- [Recorded information]
--

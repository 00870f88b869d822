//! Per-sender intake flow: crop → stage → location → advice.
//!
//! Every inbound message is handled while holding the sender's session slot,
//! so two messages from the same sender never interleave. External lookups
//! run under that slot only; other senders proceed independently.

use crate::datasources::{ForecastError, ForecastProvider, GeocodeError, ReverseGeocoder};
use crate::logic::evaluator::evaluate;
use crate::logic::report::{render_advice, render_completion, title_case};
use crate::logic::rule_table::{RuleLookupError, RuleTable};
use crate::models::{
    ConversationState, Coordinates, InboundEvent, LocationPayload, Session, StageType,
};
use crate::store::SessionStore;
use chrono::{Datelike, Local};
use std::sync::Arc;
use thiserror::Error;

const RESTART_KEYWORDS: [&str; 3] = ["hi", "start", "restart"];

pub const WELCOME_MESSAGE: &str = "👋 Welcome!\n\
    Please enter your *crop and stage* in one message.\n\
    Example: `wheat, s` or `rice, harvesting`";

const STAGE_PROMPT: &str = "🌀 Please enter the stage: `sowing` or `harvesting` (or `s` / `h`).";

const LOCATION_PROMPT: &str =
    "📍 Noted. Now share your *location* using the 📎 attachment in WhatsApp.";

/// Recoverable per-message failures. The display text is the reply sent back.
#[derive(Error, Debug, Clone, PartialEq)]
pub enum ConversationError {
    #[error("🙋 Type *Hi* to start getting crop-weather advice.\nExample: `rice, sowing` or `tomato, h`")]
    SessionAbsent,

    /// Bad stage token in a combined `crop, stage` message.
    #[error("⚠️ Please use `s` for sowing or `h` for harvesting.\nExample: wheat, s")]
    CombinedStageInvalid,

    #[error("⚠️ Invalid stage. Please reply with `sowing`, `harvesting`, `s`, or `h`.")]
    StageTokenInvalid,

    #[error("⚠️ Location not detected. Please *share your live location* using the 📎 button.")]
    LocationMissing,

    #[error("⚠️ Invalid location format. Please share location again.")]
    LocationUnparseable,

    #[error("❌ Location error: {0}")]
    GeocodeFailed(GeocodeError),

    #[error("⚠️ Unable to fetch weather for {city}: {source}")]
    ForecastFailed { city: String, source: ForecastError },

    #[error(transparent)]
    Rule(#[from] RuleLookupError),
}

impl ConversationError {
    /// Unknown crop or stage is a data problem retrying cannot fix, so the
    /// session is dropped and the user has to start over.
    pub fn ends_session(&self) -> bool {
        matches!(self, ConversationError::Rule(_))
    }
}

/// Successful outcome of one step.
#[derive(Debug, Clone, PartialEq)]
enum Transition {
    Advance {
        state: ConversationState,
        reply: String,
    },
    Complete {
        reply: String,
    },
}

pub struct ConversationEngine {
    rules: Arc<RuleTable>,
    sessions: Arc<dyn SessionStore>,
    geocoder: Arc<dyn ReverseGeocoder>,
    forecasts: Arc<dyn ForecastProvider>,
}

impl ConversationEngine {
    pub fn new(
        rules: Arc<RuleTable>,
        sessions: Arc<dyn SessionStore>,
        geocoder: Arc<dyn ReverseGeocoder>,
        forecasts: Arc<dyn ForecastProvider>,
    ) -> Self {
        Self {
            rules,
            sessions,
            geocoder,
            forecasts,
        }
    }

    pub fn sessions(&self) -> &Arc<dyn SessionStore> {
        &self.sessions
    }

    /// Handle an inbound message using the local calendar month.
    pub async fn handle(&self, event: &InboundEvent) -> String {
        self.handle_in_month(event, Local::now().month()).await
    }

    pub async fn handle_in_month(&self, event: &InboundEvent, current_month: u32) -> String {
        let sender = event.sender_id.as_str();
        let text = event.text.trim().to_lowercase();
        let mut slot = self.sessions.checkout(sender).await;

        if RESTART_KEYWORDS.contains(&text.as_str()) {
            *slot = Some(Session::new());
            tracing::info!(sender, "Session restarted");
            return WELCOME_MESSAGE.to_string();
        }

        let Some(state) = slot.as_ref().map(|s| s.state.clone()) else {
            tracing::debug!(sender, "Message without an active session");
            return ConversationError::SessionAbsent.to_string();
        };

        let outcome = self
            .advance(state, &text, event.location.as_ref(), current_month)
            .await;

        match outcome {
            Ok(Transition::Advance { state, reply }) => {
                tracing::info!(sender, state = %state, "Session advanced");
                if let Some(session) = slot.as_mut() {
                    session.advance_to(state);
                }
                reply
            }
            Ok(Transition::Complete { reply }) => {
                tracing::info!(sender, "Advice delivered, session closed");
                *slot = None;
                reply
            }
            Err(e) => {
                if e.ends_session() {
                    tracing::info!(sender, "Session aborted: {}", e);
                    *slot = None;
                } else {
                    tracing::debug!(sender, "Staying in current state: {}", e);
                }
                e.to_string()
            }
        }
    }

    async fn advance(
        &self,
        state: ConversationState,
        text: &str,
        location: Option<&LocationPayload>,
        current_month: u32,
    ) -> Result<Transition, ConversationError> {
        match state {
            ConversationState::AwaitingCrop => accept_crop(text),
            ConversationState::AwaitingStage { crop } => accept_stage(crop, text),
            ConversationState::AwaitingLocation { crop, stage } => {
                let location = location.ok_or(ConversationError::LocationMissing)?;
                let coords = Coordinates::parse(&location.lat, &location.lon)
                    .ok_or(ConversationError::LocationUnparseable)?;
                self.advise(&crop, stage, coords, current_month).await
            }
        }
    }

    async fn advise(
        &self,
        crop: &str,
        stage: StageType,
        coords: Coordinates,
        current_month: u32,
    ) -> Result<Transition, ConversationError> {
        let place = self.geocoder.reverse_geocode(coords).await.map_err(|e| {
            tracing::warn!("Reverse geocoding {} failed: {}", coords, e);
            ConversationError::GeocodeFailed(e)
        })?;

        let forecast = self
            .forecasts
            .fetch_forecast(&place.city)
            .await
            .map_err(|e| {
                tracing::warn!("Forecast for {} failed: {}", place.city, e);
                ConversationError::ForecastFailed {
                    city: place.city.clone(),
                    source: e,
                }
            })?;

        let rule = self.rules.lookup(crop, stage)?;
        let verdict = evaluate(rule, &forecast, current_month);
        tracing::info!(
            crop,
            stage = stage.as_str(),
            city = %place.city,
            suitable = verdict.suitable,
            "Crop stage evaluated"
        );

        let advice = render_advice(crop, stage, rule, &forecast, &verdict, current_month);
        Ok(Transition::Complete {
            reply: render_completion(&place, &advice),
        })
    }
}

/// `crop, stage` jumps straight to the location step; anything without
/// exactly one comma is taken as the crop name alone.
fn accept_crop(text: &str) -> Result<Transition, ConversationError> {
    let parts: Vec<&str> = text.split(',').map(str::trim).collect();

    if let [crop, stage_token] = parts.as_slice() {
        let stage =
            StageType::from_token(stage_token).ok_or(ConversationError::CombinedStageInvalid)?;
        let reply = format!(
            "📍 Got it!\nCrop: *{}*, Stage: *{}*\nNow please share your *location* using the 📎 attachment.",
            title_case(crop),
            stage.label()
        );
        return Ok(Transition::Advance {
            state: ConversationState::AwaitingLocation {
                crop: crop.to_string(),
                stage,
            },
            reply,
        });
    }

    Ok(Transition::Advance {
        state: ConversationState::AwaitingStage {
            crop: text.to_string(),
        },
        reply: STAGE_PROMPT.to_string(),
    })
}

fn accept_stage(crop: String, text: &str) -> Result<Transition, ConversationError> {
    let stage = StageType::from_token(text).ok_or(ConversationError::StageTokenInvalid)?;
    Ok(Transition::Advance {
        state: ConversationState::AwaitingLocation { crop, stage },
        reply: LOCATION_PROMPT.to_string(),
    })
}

--

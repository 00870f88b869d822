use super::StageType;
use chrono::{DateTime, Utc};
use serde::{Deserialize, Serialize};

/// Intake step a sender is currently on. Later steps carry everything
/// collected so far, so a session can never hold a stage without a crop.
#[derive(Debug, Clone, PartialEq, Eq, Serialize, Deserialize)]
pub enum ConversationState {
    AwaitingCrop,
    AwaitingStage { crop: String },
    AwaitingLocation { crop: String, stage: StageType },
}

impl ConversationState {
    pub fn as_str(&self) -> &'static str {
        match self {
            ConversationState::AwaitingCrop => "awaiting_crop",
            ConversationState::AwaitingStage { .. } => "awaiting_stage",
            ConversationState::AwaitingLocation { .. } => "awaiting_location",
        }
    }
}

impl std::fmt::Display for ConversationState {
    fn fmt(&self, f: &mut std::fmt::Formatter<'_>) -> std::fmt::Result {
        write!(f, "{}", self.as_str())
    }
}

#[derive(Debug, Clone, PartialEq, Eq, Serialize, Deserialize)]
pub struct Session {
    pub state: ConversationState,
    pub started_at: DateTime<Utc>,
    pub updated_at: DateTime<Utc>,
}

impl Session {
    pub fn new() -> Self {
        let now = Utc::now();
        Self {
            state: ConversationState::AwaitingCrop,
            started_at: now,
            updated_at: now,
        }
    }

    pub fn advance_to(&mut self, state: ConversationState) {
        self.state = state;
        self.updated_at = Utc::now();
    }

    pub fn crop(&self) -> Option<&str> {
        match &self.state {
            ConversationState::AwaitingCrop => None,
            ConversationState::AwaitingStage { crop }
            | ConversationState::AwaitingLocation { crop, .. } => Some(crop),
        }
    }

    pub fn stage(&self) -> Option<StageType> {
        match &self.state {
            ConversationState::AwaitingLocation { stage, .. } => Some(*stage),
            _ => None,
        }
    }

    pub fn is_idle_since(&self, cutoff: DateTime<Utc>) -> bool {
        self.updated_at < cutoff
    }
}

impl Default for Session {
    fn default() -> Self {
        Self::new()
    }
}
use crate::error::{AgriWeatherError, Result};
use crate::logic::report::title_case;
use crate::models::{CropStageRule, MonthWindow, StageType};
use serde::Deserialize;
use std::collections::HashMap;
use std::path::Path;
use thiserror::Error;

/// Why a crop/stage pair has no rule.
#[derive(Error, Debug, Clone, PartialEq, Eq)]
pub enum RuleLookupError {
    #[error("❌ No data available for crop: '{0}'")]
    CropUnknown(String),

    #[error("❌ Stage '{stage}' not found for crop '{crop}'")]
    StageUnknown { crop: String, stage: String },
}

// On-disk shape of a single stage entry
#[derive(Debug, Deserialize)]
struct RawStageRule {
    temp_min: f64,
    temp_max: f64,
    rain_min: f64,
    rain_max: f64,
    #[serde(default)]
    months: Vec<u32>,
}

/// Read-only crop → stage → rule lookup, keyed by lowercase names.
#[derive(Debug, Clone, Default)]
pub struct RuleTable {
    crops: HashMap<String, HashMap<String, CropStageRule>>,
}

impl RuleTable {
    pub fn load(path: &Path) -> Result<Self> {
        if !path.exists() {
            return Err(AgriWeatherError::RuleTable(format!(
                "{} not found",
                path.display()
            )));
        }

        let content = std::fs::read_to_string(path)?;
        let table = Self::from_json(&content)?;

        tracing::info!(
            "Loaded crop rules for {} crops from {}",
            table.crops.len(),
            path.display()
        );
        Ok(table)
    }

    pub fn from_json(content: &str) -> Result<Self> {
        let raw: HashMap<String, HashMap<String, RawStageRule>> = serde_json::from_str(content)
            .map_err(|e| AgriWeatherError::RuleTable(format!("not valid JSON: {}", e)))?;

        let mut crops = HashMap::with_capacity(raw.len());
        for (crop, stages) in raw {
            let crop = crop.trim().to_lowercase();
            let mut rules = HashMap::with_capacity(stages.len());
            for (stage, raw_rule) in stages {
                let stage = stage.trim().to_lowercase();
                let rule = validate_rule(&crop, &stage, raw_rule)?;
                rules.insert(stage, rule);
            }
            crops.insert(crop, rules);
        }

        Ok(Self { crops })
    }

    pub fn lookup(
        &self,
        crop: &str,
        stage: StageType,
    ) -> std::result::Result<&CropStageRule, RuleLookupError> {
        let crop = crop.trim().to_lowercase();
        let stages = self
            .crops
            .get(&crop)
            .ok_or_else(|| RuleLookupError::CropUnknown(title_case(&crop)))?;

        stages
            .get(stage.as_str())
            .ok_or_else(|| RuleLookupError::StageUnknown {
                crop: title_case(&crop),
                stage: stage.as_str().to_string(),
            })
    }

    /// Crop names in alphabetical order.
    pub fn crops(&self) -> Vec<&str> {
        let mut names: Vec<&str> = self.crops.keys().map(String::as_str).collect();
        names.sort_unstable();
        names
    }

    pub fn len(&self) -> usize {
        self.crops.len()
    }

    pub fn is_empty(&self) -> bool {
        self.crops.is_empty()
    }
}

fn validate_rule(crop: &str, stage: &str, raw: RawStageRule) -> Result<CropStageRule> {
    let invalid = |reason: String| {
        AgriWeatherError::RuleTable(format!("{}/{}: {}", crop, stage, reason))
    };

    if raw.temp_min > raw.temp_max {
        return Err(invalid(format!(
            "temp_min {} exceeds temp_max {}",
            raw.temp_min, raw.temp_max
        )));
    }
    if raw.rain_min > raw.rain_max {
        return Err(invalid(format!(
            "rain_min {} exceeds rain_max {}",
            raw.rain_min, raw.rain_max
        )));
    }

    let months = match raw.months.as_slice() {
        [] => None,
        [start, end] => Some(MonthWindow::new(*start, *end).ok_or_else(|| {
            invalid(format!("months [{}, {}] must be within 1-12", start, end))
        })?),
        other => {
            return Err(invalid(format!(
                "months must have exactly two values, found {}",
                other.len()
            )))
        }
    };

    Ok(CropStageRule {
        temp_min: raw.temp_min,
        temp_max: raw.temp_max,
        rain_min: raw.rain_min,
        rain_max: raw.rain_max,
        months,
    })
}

--

- [About this task]
This exercise requires the lines of the entries containing the string "must".

- [Exercise response]
            invalid(format!("months [{}, {}] must be within 1-12", start, end))
                "months must have exactly two values, found {}",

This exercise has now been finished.